WORK ORDER: When a line of the entries below contains "without", it counts once; state how many such lines there are and nothing else.
• • • •
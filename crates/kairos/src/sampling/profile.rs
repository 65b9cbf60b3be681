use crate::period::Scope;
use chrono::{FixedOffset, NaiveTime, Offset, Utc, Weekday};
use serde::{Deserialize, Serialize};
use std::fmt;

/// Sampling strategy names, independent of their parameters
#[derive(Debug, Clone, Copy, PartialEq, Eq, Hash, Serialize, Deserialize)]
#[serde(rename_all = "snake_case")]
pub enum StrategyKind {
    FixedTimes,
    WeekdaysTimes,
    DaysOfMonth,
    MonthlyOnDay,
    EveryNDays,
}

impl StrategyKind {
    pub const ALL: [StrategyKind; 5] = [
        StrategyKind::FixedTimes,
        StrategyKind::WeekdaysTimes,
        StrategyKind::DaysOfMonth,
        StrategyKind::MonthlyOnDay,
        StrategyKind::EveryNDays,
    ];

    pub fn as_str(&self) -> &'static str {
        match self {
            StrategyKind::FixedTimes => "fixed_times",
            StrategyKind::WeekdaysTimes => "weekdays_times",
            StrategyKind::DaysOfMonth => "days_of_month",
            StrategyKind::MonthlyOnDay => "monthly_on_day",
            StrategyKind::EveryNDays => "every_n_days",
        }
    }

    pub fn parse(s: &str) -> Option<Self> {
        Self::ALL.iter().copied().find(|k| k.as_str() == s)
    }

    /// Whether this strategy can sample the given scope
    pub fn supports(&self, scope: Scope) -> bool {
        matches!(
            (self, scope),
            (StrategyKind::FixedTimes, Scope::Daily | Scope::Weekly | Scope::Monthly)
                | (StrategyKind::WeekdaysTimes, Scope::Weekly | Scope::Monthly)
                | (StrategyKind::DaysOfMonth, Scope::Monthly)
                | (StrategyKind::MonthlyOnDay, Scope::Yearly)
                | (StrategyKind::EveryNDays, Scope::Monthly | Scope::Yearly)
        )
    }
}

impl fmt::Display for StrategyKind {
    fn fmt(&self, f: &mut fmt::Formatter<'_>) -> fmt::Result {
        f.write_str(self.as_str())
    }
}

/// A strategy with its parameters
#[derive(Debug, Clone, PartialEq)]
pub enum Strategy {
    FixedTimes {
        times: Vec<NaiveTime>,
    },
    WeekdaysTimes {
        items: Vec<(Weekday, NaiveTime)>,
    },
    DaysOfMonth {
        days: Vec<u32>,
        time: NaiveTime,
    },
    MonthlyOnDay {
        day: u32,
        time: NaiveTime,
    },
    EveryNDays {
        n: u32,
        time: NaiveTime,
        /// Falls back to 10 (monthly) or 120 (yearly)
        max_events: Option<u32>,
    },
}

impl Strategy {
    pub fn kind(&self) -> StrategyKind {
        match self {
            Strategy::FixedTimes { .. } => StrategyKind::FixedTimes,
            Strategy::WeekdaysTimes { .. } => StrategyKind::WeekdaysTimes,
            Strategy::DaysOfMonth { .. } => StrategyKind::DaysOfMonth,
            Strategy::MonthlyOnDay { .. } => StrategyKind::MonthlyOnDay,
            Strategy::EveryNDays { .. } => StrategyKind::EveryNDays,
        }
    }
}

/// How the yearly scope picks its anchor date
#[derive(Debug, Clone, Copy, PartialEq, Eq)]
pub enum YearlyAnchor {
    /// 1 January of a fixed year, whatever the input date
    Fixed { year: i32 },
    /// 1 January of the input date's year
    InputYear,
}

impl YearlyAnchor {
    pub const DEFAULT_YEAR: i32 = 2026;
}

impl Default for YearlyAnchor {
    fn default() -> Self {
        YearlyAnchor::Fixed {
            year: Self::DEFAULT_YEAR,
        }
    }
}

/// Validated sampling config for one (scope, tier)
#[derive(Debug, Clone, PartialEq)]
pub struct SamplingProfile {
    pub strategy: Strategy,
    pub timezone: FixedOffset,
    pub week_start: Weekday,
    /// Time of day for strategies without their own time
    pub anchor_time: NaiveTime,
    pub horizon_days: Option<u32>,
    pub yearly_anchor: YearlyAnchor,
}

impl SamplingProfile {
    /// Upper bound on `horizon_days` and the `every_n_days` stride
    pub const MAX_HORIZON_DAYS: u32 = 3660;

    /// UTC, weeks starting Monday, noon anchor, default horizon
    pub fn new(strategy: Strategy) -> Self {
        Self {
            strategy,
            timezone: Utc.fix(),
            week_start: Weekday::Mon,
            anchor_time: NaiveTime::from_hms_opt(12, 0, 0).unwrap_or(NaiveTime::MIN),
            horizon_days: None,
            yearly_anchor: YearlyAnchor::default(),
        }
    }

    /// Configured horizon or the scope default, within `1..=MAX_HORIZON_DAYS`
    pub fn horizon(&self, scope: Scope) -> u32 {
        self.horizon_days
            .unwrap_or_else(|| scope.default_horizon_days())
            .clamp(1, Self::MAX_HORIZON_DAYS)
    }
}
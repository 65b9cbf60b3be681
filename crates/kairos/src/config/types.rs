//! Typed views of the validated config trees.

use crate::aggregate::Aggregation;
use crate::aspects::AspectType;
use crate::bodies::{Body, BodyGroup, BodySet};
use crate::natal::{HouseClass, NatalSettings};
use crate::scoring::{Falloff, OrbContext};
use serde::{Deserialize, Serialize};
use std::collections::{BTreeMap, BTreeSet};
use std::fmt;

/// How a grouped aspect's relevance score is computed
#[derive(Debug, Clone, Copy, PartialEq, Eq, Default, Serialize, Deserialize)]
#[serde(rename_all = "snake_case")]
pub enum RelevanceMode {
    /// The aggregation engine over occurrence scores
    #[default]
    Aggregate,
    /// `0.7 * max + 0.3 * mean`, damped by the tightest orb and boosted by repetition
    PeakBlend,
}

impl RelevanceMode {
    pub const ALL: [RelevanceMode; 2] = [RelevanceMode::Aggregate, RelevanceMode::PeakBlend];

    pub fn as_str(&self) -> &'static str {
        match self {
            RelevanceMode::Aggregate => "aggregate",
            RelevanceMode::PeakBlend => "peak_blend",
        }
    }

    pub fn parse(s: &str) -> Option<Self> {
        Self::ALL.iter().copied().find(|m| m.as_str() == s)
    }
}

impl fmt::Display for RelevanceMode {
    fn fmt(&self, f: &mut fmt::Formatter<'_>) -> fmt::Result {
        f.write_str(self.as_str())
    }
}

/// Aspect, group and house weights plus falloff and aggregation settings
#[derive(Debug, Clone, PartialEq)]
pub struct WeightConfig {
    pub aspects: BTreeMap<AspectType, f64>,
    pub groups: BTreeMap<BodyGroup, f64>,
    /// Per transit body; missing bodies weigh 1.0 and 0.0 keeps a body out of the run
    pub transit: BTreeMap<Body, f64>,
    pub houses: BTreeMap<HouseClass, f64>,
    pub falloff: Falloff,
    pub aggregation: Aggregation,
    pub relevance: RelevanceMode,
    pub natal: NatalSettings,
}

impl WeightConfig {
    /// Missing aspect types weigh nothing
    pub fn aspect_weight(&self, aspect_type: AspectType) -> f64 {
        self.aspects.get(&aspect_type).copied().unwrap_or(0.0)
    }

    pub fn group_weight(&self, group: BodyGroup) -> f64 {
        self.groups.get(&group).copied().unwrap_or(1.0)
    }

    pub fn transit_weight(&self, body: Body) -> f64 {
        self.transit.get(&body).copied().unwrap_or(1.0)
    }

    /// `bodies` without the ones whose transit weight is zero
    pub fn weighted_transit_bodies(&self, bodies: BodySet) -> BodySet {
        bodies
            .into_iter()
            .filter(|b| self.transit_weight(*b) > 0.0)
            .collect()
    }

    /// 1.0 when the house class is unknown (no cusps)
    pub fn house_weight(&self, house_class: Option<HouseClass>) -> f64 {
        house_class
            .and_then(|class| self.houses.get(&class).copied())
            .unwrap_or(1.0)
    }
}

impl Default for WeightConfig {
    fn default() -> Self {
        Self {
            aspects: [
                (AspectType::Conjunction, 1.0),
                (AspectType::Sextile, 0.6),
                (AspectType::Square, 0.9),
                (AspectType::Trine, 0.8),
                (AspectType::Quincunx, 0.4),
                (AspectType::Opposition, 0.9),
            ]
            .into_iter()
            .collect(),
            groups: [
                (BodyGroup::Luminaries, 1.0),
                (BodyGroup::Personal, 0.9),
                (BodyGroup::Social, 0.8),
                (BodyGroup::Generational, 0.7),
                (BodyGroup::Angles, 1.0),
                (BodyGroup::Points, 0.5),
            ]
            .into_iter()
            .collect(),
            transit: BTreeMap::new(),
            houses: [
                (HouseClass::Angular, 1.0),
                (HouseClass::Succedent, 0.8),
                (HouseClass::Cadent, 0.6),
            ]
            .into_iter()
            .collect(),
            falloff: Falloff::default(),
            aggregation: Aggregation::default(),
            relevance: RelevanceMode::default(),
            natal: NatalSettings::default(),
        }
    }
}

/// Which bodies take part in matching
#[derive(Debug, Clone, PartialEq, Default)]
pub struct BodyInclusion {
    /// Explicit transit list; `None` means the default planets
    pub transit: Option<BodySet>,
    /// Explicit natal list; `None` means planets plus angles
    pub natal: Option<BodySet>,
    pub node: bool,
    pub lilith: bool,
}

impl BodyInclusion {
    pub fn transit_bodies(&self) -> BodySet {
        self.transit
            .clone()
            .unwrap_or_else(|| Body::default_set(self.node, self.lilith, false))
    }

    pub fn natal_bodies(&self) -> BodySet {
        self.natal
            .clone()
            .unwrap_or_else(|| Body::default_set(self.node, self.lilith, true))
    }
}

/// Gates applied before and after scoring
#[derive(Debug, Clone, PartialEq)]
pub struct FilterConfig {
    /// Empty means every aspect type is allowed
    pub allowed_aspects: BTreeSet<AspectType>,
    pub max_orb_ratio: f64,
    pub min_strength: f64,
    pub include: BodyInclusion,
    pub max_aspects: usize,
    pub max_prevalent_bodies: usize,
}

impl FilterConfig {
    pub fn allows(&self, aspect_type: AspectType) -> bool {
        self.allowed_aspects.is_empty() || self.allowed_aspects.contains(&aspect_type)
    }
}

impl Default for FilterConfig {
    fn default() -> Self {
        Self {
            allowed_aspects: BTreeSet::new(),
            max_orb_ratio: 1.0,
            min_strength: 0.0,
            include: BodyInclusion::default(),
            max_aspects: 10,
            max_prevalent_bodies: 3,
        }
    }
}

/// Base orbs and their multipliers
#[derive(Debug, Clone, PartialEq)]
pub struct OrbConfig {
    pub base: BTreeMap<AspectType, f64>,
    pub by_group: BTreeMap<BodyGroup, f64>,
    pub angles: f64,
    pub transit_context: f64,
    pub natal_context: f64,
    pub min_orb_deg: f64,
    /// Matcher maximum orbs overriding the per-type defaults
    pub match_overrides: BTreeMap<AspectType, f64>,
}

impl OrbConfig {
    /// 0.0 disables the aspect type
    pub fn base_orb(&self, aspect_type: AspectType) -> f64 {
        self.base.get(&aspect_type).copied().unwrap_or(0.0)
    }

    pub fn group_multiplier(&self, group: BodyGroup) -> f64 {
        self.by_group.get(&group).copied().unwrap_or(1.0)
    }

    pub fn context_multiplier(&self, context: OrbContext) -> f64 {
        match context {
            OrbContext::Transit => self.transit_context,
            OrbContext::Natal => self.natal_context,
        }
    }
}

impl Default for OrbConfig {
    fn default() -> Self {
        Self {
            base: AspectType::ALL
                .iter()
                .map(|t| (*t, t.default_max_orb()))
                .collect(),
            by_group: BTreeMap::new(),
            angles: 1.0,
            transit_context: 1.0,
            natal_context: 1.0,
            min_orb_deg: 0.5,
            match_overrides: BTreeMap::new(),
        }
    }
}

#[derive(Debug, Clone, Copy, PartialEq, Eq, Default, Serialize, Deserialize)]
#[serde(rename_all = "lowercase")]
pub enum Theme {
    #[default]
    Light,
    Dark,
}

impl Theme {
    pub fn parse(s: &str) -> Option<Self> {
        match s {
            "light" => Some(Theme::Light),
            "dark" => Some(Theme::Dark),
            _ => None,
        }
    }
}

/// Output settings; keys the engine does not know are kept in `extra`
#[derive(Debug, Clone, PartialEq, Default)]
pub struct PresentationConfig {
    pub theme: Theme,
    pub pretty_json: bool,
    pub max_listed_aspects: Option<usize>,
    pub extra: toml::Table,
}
• • • •
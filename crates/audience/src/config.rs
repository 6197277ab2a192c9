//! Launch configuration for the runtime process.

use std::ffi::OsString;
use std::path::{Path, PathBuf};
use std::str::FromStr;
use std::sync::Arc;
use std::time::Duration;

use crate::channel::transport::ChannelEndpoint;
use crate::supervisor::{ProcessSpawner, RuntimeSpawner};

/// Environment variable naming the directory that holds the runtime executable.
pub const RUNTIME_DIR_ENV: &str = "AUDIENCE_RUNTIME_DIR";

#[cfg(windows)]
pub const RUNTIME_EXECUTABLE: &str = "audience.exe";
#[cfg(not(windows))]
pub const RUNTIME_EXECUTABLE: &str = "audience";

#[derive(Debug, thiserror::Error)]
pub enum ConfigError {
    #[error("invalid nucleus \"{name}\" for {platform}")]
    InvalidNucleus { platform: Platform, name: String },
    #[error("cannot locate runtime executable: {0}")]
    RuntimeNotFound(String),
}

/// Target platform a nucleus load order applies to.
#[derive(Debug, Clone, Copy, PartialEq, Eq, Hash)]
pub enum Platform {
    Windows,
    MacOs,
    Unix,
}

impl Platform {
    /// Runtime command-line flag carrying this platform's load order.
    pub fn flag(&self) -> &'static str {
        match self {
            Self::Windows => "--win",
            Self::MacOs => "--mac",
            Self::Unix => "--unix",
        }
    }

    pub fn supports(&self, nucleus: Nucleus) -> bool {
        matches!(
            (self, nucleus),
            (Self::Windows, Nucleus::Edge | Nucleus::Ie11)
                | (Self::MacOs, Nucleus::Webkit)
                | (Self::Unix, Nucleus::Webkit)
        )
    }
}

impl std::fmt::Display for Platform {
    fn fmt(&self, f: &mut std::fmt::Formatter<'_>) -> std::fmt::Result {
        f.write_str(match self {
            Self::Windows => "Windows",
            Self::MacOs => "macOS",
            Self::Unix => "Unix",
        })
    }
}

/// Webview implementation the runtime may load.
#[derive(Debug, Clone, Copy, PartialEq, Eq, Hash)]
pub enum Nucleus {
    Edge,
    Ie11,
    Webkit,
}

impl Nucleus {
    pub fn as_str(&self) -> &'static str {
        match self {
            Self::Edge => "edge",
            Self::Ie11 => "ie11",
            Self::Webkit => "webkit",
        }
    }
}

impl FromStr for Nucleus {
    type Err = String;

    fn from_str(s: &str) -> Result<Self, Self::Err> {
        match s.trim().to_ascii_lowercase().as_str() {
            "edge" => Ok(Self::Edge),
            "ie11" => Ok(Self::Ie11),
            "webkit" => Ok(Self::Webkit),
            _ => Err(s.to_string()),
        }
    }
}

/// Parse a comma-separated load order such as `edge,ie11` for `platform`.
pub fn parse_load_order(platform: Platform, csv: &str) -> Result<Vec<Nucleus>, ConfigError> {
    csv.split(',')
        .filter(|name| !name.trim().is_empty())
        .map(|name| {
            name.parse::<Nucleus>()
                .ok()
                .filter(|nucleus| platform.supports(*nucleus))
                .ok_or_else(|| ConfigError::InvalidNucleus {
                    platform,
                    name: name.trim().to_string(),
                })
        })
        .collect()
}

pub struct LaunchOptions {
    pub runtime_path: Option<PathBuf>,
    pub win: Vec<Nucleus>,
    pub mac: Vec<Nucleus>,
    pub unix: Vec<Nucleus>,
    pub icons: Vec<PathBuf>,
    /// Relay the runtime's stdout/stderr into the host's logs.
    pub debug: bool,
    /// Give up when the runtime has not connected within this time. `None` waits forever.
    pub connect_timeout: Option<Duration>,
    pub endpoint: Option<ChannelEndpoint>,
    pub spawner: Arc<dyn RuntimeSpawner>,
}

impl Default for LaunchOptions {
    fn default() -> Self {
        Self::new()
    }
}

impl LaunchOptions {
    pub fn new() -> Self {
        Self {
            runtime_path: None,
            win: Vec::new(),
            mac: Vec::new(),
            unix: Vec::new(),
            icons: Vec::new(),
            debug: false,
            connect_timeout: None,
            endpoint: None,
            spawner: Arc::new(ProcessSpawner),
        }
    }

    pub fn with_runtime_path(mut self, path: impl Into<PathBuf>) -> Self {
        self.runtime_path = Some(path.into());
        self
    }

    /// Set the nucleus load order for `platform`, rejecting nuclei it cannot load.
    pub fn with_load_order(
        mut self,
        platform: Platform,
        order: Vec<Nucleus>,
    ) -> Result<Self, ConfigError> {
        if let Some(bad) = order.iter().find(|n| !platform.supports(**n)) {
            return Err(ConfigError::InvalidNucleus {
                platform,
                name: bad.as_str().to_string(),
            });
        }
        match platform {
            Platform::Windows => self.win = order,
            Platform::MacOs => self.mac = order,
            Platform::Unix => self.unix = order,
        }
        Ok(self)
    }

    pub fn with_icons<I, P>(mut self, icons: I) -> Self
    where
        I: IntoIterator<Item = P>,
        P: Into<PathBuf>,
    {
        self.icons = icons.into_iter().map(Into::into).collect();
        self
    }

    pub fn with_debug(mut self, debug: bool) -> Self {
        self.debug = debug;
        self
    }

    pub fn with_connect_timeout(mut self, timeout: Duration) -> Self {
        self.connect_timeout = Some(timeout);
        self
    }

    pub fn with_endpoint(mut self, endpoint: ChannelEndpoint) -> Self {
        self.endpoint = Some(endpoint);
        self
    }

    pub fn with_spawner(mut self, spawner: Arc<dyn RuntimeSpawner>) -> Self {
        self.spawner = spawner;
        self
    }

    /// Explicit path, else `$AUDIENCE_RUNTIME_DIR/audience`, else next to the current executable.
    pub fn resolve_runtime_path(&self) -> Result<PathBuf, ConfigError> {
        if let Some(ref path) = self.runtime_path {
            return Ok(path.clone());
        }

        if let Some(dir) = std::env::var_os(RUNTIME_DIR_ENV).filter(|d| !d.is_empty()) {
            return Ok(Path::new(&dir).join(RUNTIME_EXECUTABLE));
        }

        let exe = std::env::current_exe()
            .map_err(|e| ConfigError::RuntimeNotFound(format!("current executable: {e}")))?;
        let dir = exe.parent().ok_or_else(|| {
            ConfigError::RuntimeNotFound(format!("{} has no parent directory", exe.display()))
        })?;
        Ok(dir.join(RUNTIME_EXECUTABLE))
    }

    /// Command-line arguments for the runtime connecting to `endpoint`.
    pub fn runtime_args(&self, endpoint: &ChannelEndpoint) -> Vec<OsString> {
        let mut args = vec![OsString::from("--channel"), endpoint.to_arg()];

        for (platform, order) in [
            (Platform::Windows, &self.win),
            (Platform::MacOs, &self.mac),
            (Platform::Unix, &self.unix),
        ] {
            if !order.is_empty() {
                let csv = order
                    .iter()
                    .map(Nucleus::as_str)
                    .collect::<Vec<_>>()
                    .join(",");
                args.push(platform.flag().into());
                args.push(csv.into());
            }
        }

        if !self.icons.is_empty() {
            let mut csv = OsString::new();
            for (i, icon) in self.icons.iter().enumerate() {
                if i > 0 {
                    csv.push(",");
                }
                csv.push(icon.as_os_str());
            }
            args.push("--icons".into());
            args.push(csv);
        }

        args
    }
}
• • • •
RESPONSE: 2